La nueva Ley permite recuperar actuaciones singulares y estratégicas incluidas en el Plan Territorial de Ordenación Turística de La Palma, aprobado en el año 2008. Asimismo, hace viables las explotaciones agrarias, mediante la construcción de pequeños alojamientos turísticos en las mismas, que complementen las rentas del sector primario, respetando la conservación del medio ambiente y la protección del paisaje en todas las actuaciones.

Es, sin duda, una alternativa modulada para complementar las rentas del sector primario en franco declive y, también, para viabilizar y agilizar las actuaciones singulares, cuyas competencias se residencian en los Cabildos, en coordinación con sus respectivos ayuntamientos.
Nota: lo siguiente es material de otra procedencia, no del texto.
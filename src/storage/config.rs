//! Configuration handling for the graph canvas
//!
//! Configuration is stored in `.canvas/config.toml` (project) and
//! `~/.config/graph-canvas/config.toml` (global).

use std::fs;
use std::path::{Path, PathBuf};

use anyhow::{Context, Result};
use directories::ProjectDirs;
use serde::{Deserialize, Serialize};
use thiserror::Error;

use crate::domain::{GraphId, GraphType};

#[derive(Debug, Error)]
pub enum ConfigError {
    #[error("Invalid configuration: {0}")]
    Invalid(String),

    #[error("Failed to parse configuration: {0}")]
    Parse(String),
}

/// Project-level configuration
#[derive(Debug, Clone, Serialize, Deserialize)]
#[serde(default)]
pub struct ProjectConfig {
    /// Graph used when a command is not given `--graph`
    pub default_graph: String,

    /// Name given to the default graph when it is first created
    pub default_graph_name: String,

    /// Type for graphs created without `--type`
    pub default_graph_type: GraphType,
}

impl Default for ProjectConfig {
    fn default() -> Self {
        Self {
            default_graph: "workspace".to_string(),
            default_graph_name: "Workspace".to_string(),
            default_graph_type: GraphType::Graph,
        }
    }
}

impl ProjectConfig {
    /// Parses the default graph id
    pub fn default_graph_id(&self) -> Result<GraphId, ConfigError> {
        self.default_graph
            .parse()
            .map_err(|e| ConfigError::Invalid(format!("default_graph: {}", e)))
    }
}

/// Global user configuration
#[derive(Debug, Clone, Serialize, Deserialize, Default)]
#[serde(default)]
pub struct GlobalConfig {
    /// Default output format (text or json)
    pub default_format: OutputFormat,
}

/// Output format for commands
#[derive(Debug, Clone, Copy, Serialize, Deserialize, Default, PartialEq, Eq)]
#[serde(rename_all = "snake_case")]
pub enum OutputFormat {
    #[default]
    Text,
    Json,
}

/// Combined configuration (global + project)
#[derive(Debug, Clone)]
pub struct Config {
    pub project: ProjectConfig,
    pub global: GlobalConfig,
    pub project_root: Option<PathBuf>,
}

impl Config {
    /// Loads configuration from default locations
    pub fn load() -> Result<Self> {
        let global = Self::load_global()?;
        let (project, project_root) = Self::load_project()?;

        Ok(Self {
            project,
            global,
            project_root,
        })
    }

    /// Loads configuration for a specific project
    pub fn for_project(project_root: &Path) -> Result<Self> {
        let global = Self::load_global()?;
        let project = Self::load_project_config(project_root)?;

        Ok(Self {
            project,
            global,
            project_root: Some(project_root.to_path_buf()),
        })
    }

    /// Returns the global config directory
    pub fn global_config_dir() -> Option<PathBuf> {
        ProjectDirs::from("dev", "graph-canvas", "graph-canvas")
            .map(|dirs| dirs.config_dir().to_path_buf())
    }

    /// Loads global configuration
    fn load_global() -> Result<GlobalConfig> {
        let config_dir = match Self::global_config_dir() {
            Some(dir) => dir,
            None => return Ok(GlobalConfig::default()),
        };

        let config_path = config_dir.join("config.toml");
        if !config_path.exists() {
            return Ok(GlobalConfig::default());
        }

        let content = fs::read_to_string(&config_path)
            .with_context(|| format!("Failed to read global config: {}", config_path.display()))?;

        toml::from_str(&content)
            .map_err(|e| ConfigError::Parse(e.to_string()))
            .context("Failed to parse global config")
    }

    /// Finds and loads project configuration
    fn load_project() -> Result<(ProjectConfig, Option<PathBuf>)> {
        match Self::find_project_root() {
            Some(root) => {
                let config = Self::load_project_config(&root)?;
                Ok((config, Some(root)))
            }
            None => Ok((ProjectConfig::default(), None)),
        }
    }

    /// Loads project configuration from a specific root
    fn load_project_config(project_root: &Path) -> Result<ProjectConfig> {
        let config_path = project_root.join(".canvas").join("config.toml");

        if !config_path.exists() {
            return Ok(ProjectConfig::default());
        }

        let content = fs::read_to_string(&config_path)
            .with_context(|| format!("Failed to read project config: {}", config_path.display()))?;

        toml::from_str(&content)
            .map_err(|e| ConfigError::Parse(e.to_string()))
            .context("Failed to parse project config")
    }

    /// Finds the project root by looking for a `.canvas/` directory
    pub fn find_project_root() -> Option<PathBuf> {
        let mut current = std::env::current_dir().ok()?;

        loop {
            if current.join(".canvas").is_dir() {
                return Some(current);
            }

            if !current.pop() {
                return None;
            }
        }
    }

    /// Returns the project root, or an error if not in a project
    pub fn require_project_root(&self) -> Result<&Path> {
        self.project_root
            .as_deref()
            .ok_or_else(|| anyhow::anyhow!("Not in a canvas project. Run 'canvas init' first."))
    }

    /// Saves the project configuration
    pub fn save_project(&self) -> Result<()> {
        let root = self.require_project_root()?;
        let config_path = root.join(".canvas").join("config.toml");

        let content =
            toml::to_string_pretty(&self.project).context("Failed to serialize project config")?;

        fs::write(&config_path, content)
            .with_context(|| format!("Failed to write project config: {}", config_path.display()))
    }
}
Hay que señalar que contabilizando las plazas turísticas actuales de La Palma (unas 9.000) y las previstas en la ley (unas 8.000), están lejos de llegar a las 25.000 totales previstas para la isla. Debemos considerar que, con una superficie similar, sólo Lanzarote tiene más de 123.000 camas turísticas en uso: cualquier municipio de Lanzarote o Fuerteventura, tiene “construidas” actualmente más de 35.000 camas turísticas.

Las tres islas occidentales deben aprovechar esta oportunidad para acabar con el sangrante desequilibrio y la desigualdad económica que las convierte en territorios con menor renta per cápita, población más envejecida, mayor emigración juvenil, mínimas oportunidades para sus habitantes y mayores dificultades para su desarrollo.

Afortunadamente, una inmensa mayoría de la Cámara legislativa aprobó nuestra propuesta. La oposición de Podemos y Nueva Canarias, a quienes respetamos ese legítimo derecho, fortalece en la práctica la transparencia del proceso y el ejercicio de la democracia y, en definitiva, nos reafirmó en el cumplimiento del mandato de quienes nos dieron su confianza y su voto para representar a nuestras respectivas islas.
Curiosamente, la oposición a la reforma, procede de partidos políticos sin representación en las referidas tres islas que, por su cuenta y riesgo, se irrogan la exclusiva defensa de la naturaleza y el modelo de vida de sus habitantes, buscando con el ruido mediático, obstaculizar y retrasar una iniciativa necesaria y largamente demandada.

Por encima de los avatares puntuales, estamos ante una norma legal que posibilita el despegue económico y social de La Palma y también de La Gomera y El Hierro; una sólida y sencilla norma que, en manos de cada Cabildo y la participación de la iniciativa privada, debe aportar las cuotas de bienestar a unas islas tan necesitadas en estos tiempos y hacer posible abordar con mayor optimismo su futuro.

Antonio A. Castro Cordobez es diputado de CC-PNC por la isla de La Palma.